Environmental Fate & Transport – Provides students with the knowledge and training needed to deal with transport and fate processes in engineered and natural systems. Natural systems will include the atmosphere, surface waters and subsurface waters. The incorporation of the results of transport analyses into management decisions involving monitoring and remediation often requires the quantification and analysis of various real and perceived risks, so an additional objective will be to provide the basic tools needed for risk and decision analysis. A fundamental, quantitative understanding of all these processes will be emphasized, so that students will be able to adapt readily to the ever changing conditions in the real world.
Environmental Health Physics – Addresses broad environmental issues associated with anthropogenic and natural radioactivity. The objective of the curriculum is to provide students with knowledge and training needed to protect human health and the environment from ionizing radiation. Integral to this focus area is assessing risk associated with the radiation. Research areas include low-level radiation detection, radiochemistry, analytical techniques to quantify stable elements utilizing radiation, environmental monitoring, radionuclide transport, radioactive waste management, and risk assessment.
Process Engineering - The purpose of the process engineering area is to prepare graduates to design engineered systems for removing contaminants from air, water, and soil - an activity that is central to the field of environmental engineering. Because of the continually evolving nature of the problems faced by environmental engineers, courses in this emphasis area focus on the approach to problem solving rather than on specific solutions to today's problems. This provides the students with a strong foundation in unit operations and the ability to assemble them into process trains capable of solving any pollution control problem, regardless of its complexity or nature.
Environmental Radiochemistry – Introduces the fundamental concepts associated with quantification of radioactivity in the environment as well as chemical separations important for radioactive material production. The objective of the curriculum is to provide students with knowledge and training in such areas as environmental restoration, waste management, spent nuclear fuel processing, nuclear waste management, materials deposition, and isotope production.
Sustainable Systems & Environmental Assessment – Challenges students to think about environmental systems in a broader context. The objective of the curriculum is to provide a basis for the analysis of complex interactions between human and natural systems. The core courses cover fundamental principles of systems analysis and risk assessment while the electives allow students to define a path of study that bridges scientific and social inquiry.

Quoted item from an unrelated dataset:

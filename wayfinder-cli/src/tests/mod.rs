//! Shared test harness modules for the Wayfinder CLI.

use super::*;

Any student with an engineering or science undergraduate degree who is accepted by the EE&S Department and the Graduate School may pursue the M.S. degree.
For admission to the M.S. program, an applicant should have a grade point ratio/average (GPR/GPA) of at least 3.0 out of 4.0. Scores on the Graduate Record Examination (GRE) for students who were accepted and actually entered the program for the past two years are shown in the table below.
Science majors with a strong mathematics background are admitted to the department with appropriate prerequisites. The transcripts of such prospective students are reviewed on an individual basis to identify any undergraduate prerequisites or corequisites needed to prepare them for the EE&S program. A graduate of a science discipline is expected to have completed at some time during his or her academic career a year each of physics (with calculus) and general chemistry, and mathematics through multivariable calculus and ordinary differential equations. Prerequisite course work is prescribed to fill gaps in these areas. No prerequisites are required of students with accredited engineering undergraduate degrees. Some corequisite courses may be required of M.S. students, depending on which of the areas of specialization the student elects to pursue.
Pursuit of a PhD degree is a significant commitment of time and effort. Applicants should communicate with professors who are engaged in research of interest to the applicant. It is important to find a research advisor who will guide the PhD student effectively. Visit the web page of each professor and send email to those who are involved in areas of interest. For questions about this process, contact the Graduate Program Coordinator.
Students with a baccalaureate or masters degree in a related science or engineering field may apply directly to the PhD program. Students with exceptional records and experience in research will be considered for the PhD degree without a master's degree, while most students admitted to the PhD program will have previously received a Masters degree. Students may also be accepted for continued study from either the MS Hydrogeology or MS/MEng EE&S program.
For admission to the Ph.D. program, an applicant should have a grade point ratio/average (GPR/GPA) of at least 3.0 out of 4.0. The applicant must have a faculty member who has agreed to be the research advisor before final admission. Scores on the Graduate Record Exam (GRE) for students who were accepted and who actually entered the program for the past two years are shown in the table below.
The biosystems engineering graduate program is designed to prepare graduates for leadership, creative accomplishment and continued professional learning, and to prepare graduates to effectively conduct independent scientific research.
Students from all engineering disciplines are encouraged to apply. Applicants from non-engineering disciplines are welcome, but may be required to take additional undergraduate courses
Each degree program is planned individually to augment the student's previous engineering and science background with adequate breadth in engineering and specialization in an area of biosystems engineering. In addition to biosystems engineering, course work includes mathematics, physics, chemistry, statistics, and biological and engineering sciences.